▶ **DIRECTIONS**
Restate word for word the lines of the material below, from the line with "fields, &schema.type_name, edge.foreign_field.clone(), field)?;" to the line with "let (ty, arguments)", both lines included, and no others.

◇ ◇ ◇ ◇ ◇ ◇ ◇

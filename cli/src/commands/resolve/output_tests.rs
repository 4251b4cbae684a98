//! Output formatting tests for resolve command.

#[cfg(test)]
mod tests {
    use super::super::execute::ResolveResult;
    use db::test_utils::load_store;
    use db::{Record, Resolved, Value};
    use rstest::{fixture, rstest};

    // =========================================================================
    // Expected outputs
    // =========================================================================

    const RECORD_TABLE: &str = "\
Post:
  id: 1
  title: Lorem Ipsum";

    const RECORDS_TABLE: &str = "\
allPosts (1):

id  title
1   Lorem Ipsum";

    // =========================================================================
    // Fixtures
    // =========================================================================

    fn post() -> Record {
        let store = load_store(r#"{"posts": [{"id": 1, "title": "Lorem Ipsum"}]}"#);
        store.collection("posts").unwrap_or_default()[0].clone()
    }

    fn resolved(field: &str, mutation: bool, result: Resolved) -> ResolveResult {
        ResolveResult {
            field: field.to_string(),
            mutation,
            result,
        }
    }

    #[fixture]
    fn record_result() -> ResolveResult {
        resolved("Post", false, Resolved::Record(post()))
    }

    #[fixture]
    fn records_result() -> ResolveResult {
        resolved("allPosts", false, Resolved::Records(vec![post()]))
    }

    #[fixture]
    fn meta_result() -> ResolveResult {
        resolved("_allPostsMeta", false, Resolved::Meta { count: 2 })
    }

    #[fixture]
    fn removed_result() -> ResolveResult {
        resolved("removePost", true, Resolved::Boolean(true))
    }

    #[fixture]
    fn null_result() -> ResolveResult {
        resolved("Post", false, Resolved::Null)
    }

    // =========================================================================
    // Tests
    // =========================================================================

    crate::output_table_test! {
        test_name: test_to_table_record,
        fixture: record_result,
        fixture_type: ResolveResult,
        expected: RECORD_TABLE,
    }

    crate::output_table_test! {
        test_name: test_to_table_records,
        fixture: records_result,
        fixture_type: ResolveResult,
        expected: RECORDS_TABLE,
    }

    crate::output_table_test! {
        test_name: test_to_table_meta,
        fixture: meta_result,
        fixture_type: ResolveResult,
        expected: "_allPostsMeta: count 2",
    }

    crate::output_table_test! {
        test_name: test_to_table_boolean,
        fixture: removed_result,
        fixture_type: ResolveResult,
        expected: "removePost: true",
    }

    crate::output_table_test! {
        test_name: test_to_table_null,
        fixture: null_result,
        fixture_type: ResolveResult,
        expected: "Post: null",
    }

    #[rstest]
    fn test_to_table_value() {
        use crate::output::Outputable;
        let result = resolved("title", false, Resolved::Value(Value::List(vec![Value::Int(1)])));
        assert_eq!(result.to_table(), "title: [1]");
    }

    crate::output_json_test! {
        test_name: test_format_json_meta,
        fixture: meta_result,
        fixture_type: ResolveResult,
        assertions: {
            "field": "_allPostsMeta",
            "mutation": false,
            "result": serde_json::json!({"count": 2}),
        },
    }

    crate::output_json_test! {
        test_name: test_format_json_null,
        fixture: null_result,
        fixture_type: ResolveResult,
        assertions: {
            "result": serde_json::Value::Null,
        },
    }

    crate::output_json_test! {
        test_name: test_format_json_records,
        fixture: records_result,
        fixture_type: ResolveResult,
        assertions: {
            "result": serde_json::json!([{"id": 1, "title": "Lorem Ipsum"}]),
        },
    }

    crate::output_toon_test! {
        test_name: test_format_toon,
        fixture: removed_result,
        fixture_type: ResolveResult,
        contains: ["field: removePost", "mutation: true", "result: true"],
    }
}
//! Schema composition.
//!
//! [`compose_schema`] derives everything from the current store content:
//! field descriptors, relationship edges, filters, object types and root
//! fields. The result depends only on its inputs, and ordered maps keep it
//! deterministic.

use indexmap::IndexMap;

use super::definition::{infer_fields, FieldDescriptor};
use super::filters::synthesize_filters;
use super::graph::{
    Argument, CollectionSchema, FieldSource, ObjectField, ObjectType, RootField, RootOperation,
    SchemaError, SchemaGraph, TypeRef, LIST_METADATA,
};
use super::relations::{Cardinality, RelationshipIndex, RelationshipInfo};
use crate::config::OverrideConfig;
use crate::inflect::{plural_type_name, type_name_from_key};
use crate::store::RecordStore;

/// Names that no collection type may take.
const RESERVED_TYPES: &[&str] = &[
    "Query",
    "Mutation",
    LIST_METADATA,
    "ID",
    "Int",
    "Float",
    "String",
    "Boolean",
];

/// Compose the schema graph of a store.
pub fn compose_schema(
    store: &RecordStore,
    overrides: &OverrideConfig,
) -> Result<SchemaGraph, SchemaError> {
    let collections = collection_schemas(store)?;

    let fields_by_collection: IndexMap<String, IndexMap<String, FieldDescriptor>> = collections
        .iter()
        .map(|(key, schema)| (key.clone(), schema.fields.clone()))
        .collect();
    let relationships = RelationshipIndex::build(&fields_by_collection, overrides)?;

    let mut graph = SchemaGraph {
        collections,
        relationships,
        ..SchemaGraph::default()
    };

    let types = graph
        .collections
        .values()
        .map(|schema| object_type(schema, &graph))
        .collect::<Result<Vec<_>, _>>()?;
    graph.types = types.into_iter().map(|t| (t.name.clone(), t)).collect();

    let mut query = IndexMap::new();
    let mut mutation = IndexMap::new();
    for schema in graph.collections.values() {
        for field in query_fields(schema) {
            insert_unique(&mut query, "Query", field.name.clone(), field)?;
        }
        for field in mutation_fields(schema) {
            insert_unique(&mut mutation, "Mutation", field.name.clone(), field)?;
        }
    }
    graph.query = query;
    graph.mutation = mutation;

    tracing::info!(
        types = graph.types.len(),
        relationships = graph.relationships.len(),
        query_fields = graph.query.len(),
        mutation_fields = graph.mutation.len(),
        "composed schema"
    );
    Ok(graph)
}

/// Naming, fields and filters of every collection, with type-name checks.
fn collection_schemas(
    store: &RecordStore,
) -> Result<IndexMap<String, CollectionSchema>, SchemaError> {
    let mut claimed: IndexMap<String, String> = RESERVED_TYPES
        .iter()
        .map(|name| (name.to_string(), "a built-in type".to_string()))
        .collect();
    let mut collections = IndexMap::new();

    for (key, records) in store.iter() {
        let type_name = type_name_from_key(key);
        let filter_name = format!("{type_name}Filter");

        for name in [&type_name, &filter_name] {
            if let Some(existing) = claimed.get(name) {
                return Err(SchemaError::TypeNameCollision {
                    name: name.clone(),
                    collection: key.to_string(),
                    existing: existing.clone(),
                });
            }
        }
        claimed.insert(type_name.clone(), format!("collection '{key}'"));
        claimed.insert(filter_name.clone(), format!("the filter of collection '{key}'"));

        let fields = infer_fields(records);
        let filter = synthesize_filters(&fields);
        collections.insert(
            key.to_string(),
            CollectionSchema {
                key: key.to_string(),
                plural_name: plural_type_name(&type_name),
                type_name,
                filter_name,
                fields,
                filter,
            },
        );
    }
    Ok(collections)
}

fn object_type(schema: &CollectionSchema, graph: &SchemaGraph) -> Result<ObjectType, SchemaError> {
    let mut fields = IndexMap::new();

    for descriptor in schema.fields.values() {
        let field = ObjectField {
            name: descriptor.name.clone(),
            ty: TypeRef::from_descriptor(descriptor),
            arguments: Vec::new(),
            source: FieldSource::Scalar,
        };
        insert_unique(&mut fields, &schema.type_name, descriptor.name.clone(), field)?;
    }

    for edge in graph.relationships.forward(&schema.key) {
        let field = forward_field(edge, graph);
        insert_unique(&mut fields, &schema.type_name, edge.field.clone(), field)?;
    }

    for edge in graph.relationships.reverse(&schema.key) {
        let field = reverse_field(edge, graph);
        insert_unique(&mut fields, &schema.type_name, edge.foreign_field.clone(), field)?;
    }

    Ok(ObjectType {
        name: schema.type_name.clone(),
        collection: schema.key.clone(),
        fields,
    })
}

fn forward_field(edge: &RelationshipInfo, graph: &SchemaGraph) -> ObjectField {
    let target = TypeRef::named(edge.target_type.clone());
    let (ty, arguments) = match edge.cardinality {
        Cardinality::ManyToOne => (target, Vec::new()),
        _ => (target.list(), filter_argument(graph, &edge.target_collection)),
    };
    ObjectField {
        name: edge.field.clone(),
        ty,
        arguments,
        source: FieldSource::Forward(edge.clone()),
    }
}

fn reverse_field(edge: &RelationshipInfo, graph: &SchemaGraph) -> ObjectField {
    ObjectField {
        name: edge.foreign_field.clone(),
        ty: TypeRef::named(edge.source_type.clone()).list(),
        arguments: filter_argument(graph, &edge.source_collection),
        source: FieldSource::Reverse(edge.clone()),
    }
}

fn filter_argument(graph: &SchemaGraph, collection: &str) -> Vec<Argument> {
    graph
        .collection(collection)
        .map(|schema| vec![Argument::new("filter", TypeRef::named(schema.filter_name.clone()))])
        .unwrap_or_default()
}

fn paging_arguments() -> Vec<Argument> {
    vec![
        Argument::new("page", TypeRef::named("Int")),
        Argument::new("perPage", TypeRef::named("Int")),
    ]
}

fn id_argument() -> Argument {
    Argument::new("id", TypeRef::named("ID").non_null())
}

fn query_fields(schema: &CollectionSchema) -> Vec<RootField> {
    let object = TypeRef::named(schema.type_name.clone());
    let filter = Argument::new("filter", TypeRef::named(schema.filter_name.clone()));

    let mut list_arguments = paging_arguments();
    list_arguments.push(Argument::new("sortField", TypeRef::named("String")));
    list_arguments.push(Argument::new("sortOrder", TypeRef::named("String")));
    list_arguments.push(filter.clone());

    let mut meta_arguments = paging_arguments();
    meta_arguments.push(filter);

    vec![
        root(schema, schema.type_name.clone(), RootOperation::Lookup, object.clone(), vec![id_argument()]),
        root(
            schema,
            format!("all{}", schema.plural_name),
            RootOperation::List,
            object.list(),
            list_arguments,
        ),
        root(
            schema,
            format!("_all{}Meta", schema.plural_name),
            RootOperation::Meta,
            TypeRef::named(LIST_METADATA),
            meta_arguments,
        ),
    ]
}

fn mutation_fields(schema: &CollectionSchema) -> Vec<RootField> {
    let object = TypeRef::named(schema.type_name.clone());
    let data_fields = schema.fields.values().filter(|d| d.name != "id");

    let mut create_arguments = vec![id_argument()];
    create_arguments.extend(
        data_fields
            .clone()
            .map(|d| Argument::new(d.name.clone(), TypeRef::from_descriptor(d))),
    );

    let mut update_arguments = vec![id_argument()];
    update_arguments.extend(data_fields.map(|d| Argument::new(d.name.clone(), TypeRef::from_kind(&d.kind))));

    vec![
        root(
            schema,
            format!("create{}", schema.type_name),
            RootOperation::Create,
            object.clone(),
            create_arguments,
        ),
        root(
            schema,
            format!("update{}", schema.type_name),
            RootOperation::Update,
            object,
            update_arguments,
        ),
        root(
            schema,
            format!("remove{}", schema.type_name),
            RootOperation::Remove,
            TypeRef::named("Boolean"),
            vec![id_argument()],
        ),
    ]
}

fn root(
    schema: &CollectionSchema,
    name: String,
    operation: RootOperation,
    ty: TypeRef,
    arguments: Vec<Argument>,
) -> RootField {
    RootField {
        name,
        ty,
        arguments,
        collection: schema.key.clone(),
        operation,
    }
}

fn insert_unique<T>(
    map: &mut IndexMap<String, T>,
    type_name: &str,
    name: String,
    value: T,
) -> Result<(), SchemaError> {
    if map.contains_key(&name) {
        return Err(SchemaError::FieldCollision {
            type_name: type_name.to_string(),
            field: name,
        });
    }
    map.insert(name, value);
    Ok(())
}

◇ ◇ ◇ ◇ ◇ ◇ ◇

▶ **RESPONSE TO THIS EXERCISE**
        insert_unique(&mut fields, &schema.type_name, edge.foreign_field.clone(), field)?;
    }

    Ok(ObjectType {
        name: schema.type_name.clone(),
        collection: schema.key.clone(),
        fields,
    })
}

fn forward_field(edge: &RelationshipInfo, graph: &SchemaGraph) -> ObjectField {
    let target = TypeRef::named(edge.target_type.clone());
    let (ty, arguments) = match edge.cardinality {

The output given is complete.